• [EXERCISE DIRECTIONS]: Could the whole of the data below be written out verbatim?

Saved data entries:
Content starts

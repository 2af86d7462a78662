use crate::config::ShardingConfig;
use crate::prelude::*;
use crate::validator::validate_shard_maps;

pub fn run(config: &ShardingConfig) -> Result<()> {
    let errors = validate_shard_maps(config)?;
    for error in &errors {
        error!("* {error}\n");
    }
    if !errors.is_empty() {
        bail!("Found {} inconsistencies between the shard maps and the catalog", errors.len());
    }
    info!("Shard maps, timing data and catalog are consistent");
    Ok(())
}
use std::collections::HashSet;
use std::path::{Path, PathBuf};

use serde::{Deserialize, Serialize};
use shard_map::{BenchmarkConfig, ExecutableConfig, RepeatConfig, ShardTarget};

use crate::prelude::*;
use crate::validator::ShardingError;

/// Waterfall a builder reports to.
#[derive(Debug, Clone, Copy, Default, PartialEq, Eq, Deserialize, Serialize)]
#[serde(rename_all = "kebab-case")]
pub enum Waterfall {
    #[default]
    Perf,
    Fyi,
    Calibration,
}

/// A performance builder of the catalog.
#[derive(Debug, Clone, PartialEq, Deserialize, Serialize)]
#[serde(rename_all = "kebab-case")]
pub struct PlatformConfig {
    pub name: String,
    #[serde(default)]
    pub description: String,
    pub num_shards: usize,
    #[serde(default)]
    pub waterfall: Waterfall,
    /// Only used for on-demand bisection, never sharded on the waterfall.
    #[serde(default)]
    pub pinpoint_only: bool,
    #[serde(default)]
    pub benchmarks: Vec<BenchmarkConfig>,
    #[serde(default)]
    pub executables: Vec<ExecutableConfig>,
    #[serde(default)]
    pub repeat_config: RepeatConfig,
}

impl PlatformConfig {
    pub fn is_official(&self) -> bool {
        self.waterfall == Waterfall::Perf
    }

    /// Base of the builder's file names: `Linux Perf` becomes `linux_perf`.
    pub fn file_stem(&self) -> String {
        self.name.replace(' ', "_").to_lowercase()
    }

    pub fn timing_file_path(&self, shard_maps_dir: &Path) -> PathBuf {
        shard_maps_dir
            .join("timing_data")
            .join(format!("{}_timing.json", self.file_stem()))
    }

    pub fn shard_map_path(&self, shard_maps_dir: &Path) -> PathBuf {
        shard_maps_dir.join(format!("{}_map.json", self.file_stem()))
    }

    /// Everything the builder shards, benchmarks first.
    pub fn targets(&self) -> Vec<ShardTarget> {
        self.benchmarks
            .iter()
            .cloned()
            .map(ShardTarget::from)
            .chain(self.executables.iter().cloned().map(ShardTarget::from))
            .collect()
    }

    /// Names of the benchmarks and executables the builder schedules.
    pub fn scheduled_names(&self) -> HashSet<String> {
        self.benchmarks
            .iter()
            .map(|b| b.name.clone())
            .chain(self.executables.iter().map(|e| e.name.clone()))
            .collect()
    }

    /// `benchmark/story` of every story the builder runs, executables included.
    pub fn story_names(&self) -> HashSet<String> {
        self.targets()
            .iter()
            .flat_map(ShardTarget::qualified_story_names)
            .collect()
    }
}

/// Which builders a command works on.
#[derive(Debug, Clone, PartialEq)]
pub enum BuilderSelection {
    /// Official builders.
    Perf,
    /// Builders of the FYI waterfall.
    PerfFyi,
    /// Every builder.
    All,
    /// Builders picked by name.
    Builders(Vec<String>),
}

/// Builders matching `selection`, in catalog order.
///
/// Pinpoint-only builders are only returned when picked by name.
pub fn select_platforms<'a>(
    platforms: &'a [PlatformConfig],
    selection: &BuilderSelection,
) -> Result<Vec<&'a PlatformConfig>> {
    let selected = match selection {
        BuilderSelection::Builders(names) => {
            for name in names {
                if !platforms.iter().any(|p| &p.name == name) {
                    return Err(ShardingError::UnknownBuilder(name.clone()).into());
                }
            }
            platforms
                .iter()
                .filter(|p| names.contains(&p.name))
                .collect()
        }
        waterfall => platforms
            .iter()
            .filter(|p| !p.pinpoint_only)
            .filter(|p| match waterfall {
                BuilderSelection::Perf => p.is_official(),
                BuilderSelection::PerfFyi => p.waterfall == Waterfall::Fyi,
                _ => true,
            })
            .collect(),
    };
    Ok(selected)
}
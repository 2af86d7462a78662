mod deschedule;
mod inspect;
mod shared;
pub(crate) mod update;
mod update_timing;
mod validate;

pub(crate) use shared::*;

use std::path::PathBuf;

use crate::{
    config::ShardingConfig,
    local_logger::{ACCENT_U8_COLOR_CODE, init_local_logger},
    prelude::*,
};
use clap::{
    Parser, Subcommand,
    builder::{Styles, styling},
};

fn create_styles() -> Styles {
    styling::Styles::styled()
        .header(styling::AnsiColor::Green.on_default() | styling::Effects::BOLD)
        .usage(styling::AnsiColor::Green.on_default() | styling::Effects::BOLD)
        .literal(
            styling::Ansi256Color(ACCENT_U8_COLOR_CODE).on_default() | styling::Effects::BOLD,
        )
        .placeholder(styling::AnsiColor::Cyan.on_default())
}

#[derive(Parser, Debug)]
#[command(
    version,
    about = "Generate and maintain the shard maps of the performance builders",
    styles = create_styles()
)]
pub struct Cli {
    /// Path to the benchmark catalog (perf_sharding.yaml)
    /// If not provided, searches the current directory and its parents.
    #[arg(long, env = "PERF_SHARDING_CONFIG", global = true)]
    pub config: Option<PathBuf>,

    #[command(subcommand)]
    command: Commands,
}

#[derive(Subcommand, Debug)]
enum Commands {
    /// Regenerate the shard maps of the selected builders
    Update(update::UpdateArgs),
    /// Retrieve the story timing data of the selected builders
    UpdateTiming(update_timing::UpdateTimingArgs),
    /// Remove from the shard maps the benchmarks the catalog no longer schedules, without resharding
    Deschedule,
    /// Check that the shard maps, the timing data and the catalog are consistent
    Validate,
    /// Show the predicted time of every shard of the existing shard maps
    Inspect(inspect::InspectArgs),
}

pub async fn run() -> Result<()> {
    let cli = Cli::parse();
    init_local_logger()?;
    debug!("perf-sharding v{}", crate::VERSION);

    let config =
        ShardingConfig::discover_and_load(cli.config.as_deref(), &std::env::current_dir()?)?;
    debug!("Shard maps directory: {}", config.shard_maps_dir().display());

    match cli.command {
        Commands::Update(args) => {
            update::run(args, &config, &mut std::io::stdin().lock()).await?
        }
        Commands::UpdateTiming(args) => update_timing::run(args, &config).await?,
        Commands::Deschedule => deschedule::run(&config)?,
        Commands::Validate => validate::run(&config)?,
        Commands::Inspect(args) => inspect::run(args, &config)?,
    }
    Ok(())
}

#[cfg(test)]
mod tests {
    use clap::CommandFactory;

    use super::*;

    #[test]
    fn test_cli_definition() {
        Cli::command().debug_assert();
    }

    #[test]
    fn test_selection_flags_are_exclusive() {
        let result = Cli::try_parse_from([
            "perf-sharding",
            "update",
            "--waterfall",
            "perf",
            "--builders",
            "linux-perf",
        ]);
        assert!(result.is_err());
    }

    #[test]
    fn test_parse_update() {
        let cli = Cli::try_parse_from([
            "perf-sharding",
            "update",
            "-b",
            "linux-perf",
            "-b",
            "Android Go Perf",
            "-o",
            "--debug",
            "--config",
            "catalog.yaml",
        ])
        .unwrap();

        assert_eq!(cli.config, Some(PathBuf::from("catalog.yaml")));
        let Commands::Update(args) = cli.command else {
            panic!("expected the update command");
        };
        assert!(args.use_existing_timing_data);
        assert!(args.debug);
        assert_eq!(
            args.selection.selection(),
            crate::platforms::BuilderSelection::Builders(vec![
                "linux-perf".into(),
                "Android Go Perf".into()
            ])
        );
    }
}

Content ends

• [RESULT OF THIS TASK]:
repository 2af86d7462a78662
use crate::config::ShardingConfig;
use crate::prelude::*;
use crate::validator::validate_shard_maps;

pub fn run(config: &ShardingConfig) -> Result<()> {
    let errors = validate_shard_maps(config)?;
    for error in &errors {
        error!("* {error}\n");
    }
    if !errors.is_empty() {
        bail!("Found {} inconsistencies between the shard maps and the catalog", errors.len());
    }
    info!("Shard maps, timing data and catalog are consistent");
    Ok(())
}
use std::collections::HashSet;
use std::path::{Path, PathBuf};

use serde::{Deserialize, Serialize};
use shard_map::{BenchmarkConfig, ExecutableConfig, RepeatConfig, ShardTarget};

use crate::prelude::*;
use crate::validator::ShardingError;

/// Waterfall a builder reports to.
#[derive(Debug, Clone, Copy, Default, PartialEq, Eq, Deserialize, Serialize)]
#[serde(rename_all = "kebab-case")]
pub enum Waterfall {
    #[default]
    Perf,
    Fyi,
    Calibration,
}

/// A performance builder of the catalog.
#[derive(Debug, Clone, PartialEq, Deserialize, Serialize)]
#[serde(rename_all = "kebab-case")]
pub struct PlatformConfig {
    pub name: String,
    #[serde(default)]
    pub description: String,
    pub num_shards: usize,
    #[serde(default)]
    pub waterfall: Waterfall,
    /// Only used for on-demand bisection, never sharded on the waterfall.
    #[serde(default)]
    pub pinpoint_only: bool,
    #[serde(default)]
    pub benchmarks: Vec<BenchmarkConfig>,
    #[serde(default)]
    pub executables: Vec<ExecutableConfig>,
    #[serde(default)]
    pub repeat_config: RepeatConfig,
}

impl PlatformConfig {
    pub fn is_official(&self) -> bool {
        self.waterfall == Waterfall::Perf
    }

    /// Base of the builder's file names: `Linux Perf` becomes `linux_perf`.
    pub fn file_stem(&self) -> String {
        self.name.replace(' ', "_").to_lowercase()
    }

    pub fn timing_file_path(&self, shard_maps_dir: &Path) -> PathBuf {
        shard_maps_dir
            .join("timing_data")
            .join(format!("{}_timing.json", self.file_stem()))
    }

    pub fn shard_map_path(&self, shard_maps_dir: &Path) -> PathBuf {
        shard_maps_dir.join(format!("{}_map.json", self.file_stem()))
    }

    /// Everything the builder shards, benchmarks first.
    pub fn targets(&self) -> Vec<ShardTarget> {
        self.benchmarks
            .iter()
            .cloned()
            .map(ShardTarget::from)
            .chain(self.executables.iter().cloned().map(ShardTarget::from))
            .collect()
    }

    /// Names of the benchmarks and executables the builder schedules.
    pub fn scheduled_names(&self) -> HashSet<String> {
        self.benchmarks
            .iter()
            .map(|b| b.name.clone())
            .chain(self.executables.iter().map(|e| e.name.clone()))
            .collect()
    }

    /// `benchmark/story` of every story the builder runs, executables included.
    pub fn story_names(&self) -> HashSet<String> {
        self.targets()
            .iter()
            .flat_map(ShardTarget::qualified_story_names)
            .collect()
    }
}

/// Which builders a command works on.
#[derive(Debug, Clone, PartialEq)]
pub enum BuilderSelection {
    /// Official builders.
    Perf,
    /// Builders of the FYI waterfall.
    PerfFyi,
    /// Every builder.
    All,
    /// Builders picked by name.
    Builders(Vec<String>),
}

/// Builders matching `selection`, in catalog order.
///
/// Pinpoint-only builders are only returned when picked by name.
pub fn select_platforms<'a>(
    platforms: &'a [PlatformConfig],
    selection: &BuilderSelection,
) -> Result<Vec<&'a PlatformConfig>> {
    let selected = match selection {
        BuilderSelection::Builders(names) => {
            for name in names {
                if !platforms.iter().any(|p| &p.name == name) {
                    return Err(ShardingError::UnknownBuilder(name.clone()).into());
                }
            }
            platforms
                .iter()
                .filter(|p| names.contains(&p.name))
                .collect()
        }
        waterfall => platforms
            .iter()
            .filter(|p| !p.pinpoint_only)
            .filter(|p| match waterfall {
                BuilderSelection::Perf => p.is_official(),
                BuilderSelection::PerfFyi => p.waterfall == Waterfall::Fyi,
                _ => true,
            })
            .collect(),
    };
    Ok(selected)
}
repository 2af86d7462a78662
mod deschedule;
mod inspect;
mod shared;
pub(crate) mod update;
mod update_timing;
mod validate;

pub(crate) use shared::*;

use std::path::PathBuf;

use crate::{
    config::ShardingConfig,
    local_logger::{ACCENT_U8_COLOR_CODE, init_local_logger},
    prelude::*,
};
use clap::{
    Parser, Subcommand,
    builder::{Styles, styling},
};

fn create_styles() -> Styles {
    styling::Styles::styled()
        .header(styling::AnsiColor::Green.on_default() | styling::Effects::BOLD)
        .usage(styling::AnsiColor::Green.on_default() | styling::Effects::BOLD)
        .literal(
            styling::Ansi256Color(ACCENT_U8_COLOR_CODE).on_default() | styling::Effects::BOLD,
        )
        .placeholder(styling::AnsiColor::Cyan.on_default())
}

#[derive(Parser, Debug)]
#[command(
    version,
    about = "Generate and maintain the shard maps of the performance builders",
    styles = create_styles()
)]
pub struct Cli {
    /// Path to the benchmark catalog (perf_sharding.yaml)
    /// If not provided, searches the current directory and its parents.
    #[arg(long, env = "PERF_SHARDING_CONFIG", global = true)]
    pub config: Option<PathBuf>,

    #[command(subcommand)]
    command: Commands,
}

#[derive(Subcommand, Debug)]
enum Commands {
    /// Regenerate the shard maps of the selected builders
    Update(update::UpdateArgs),
    /// Retrieve the story timing data of the selected builders
    UpdateTiming(update_timing::UpdateTimingArgs),
    /// Remove from the shard maps the benchmarks the catalog no longer schedules, without resharding
    Deschedule,
    /// Check that the shard maps, the timing data and the catalog are consistent
    Validate,
    /// Show the predicted time of every shard of the existing shard maps
    Inspect(inspect::InspectArgs),
}

pub async fn run() -> Result<()> {
    let cli = Cli::parse();
    init_local_logger()?;
    debug!("perf-sharding v{}", crate::VERSION);

    let config =
        ShardingConfig::discover_and_load(cli.config.as_deref(), &std::env::current_dir()?)?;
    debug!("Shard maps directory: {}", config.shard_maps_dir().display());

    match cli.command {
        Commands::Update(args) => {
            update::run(args, &config, &mut std::io::stdin().lock()).await?
        }
        Commands::UpdateTiming(args) => update_timing::run(args, &config).await?,
        Commands::Deschedule => deschedule::run(&config)?,
        Commands::Validate => validate::run(&config)?,
        Commands::Inspect(args) => inspect::run(args, &config)?,
    }
    Ok(())
}

#[cfg(test)]
mod tests {
    use clap::CommandFactory;

    use super::*;

    #[test]
    fn test_cli_definition() {
        Cli::command().debug_assert();
    }

    #[test]
    fn test_selection_flags_are_exclusive() {
        let result = Cli::try_parse_from([
            "perf-sharding",
            "update",
            "--waterfall",
            "perf",
            "--builders",
            "linux-perf",
        ]);
        assert!(result.is_err());
    }

    #[test]
    fn test_parse_update() {
        let cli = Cli::try_parse_from([
            "perf-sharding",
            "update",
            "-b",
            "linux-perf",
            "-b",
            "Android Go Perf",
            "-o",
            "--debug",
            "--config",
            "catalog.yaml",
        ])
        .unwrap();

        assert_eq!(cli.config, Some(PathBuf::from("catalog.yaml")));
        let Commands::Update(args) = cli.command else {
            panic!("expected the update command");
        };
        assert!(args.use_existing_timing_data);
        assert!(args.debug);
        assert_eq!(
            args.selection.selection(),
            crate::platforms::BuilderSelection::Builders(vec![
                "linux-perf".into(),
                "Android Go Perf".into()
            ])
        );
    }
}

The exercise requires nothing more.